▸ Requirement:
Copy out every line holding the string "struct" from the records below.

▸ Data:

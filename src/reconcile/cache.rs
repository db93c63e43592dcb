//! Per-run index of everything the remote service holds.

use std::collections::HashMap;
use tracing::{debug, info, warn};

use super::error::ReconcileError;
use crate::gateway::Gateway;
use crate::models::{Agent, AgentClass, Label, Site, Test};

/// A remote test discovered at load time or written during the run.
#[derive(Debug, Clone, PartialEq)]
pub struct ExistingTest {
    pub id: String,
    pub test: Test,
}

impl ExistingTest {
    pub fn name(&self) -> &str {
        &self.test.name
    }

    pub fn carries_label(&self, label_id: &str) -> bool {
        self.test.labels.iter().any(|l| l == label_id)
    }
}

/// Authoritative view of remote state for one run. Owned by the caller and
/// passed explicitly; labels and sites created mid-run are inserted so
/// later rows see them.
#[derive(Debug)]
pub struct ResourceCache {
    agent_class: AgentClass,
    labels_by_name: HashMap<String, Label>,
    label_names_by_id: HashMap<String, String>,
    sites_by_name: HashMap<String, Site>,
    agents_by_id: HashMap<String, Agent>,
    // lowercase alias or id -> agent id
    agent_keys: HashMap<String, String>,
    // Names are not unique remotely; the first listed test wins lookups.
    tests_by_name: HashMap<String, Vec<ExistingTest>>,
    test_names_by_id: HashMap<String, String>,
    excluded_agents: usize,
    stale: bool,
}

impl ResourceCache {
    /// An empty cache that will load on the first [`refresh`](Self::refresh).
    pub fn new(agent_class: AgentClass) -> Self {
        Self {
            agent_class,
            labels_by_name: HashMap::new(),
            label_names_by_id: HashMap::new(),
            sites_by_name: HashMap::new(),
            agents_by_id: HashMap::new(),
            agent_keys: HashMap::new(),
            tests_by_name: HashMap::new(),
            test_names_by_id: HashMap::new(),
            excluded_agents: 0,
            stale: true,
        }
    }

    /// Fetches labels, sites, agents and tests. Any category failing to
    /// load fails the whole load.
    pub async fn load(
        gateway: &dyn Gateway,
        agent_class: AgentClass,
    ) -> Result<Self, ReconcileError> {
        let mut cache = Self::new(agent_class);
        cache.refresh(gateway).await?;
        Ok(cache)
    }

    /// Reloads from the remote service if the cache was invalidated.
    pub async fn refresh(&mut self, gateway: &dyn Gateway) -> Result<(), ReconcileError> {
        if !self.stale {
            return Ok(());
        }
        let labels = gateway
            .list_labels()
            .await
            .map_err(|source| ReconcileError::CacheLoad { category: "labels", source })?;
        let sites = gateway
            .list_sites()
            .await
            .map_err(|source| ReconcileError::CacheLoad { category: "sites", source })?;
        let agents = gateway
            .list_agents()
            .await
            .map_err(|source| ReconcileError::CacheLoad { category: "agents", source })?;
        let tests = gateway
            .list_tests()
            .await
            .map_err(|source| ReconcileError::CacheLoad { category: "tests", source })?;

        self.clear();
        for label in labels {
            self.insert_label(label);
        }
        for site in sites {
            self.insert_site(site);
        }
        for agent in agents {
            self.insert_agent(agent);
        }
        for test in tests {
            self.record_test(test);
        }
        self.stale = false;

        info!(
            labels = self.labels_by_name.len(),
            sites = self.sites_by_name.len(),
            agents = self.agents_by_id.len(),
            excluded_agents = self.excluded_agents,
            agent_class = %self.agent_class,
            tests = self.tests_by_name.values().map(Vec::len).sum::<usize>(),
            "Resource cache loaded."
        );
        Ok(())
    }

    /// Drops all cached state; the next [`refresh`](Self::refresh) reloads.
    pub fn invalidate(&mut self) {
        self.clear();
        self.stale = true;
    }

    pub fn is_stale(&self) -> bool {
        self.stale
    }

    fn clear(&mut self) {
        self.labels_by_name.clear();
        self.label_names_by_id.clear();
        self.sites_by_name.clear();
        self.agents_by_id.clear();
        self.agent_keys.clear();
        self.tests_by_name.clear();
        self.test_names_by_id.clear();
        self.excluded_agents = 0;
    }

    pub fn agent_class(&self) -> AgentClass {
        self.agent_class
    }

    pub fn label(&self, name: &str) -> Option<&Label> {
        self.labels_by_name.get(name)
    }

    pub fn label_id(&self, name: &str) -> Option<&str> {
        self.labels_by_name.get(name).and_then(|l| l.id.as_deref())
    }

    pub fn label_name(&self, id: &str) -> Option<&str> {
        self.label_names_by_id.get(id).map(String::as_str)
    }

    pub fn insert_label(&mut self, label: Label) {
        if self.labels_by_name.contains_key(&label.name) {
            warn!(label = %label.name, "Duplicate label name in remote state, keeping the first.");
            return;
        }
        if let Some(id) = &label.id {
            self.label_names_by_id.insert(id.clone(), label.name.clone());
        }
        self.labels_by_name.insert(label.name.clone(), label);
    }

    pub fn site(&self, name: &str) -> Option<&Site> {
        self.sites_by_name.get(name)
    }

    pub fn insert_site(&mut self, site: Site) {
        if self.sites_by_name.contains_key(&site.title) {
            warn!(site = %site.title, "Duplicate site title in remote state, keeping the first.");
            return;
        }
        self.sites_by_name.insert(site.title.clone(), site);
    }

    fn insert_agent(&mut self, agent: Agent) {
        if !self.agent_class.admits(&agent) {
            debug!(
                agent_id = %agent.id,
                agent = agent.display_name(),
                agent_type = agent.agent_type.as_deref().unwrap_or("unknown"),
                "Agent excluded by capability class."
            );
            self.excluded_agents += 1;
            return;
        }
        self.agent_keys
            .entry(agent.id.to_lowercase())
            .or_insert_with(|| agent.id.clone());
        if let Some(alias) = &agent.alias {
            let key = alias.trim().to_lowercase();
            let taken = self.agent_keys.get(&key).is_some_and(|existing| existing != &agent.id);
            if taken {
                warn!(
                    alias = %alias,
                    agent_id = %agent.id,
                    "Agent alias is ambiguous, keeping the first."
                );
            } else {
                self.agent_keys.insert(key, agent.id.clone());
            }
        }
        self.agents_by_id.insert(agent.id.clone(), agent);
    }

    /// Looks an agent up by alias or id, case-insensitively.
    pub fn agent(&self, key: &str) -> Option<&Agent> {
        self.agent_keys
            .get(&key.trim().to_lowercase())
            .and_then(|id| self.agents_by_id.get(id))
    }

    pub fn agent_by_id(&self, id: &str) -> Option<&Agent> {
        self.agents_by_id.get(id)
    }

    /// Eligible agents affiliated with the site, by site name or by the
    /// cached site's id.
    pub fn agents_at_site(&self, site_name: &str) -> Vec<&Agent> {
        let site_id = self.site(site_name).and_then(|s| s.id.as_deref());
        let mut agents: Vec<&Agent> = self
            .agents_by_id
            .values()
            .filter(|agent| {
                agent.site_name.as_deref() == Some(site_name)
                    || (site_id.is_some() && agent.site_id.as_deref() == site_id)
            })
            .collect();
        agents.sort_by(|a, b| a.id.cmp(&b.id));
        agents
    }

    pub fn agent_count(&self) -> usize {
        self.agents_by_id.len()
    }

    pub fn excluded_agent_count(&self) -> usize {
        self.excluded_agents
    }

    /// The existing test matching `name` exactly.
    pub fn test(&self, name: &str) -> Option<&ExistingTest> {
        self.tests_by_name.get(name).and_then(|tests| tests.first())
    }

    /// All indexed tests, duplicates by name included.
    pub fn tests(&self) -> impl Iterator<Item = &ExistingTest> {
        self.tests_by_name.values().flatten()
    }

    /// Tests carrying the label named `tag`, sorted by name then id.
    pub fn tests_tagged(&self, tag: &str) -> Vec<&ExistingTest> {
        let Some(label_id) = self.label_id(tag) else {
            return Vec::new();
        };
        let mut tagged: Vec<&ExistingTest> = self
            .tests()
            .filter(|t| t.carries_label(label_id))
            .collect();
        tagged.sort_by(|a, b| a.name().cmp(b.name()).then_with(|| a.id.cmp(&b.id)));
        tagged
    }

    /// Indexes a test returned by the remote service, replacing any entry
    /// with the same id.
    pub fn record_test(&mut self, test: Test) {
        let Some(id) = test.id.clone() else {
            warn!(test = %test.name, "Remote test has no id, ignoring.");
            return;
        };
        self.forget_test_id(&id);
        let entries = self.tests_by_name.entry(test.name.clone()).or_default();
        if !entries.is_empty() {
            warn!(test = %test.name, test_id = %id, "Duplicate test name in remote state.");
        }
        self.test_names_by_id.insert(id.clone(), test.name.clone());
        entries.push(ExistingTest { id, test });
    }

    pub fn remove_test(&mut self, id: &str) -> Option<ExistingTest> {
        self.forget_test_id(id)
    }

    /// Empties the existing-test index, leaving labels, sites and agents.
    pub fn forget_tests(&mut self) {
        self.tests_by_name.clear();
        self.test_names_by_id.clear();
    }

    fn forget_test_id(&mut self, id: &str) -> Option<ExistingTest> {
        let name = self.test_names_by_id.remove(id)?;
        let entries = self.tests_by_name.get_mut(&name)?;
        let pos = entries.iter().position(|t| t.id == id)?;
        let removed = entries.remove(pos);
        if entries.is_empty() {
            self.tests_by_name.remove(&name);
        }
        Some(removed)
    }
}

▸ Solution to this problem:
pub struct ExistingTest {
pub struct ResourceCache {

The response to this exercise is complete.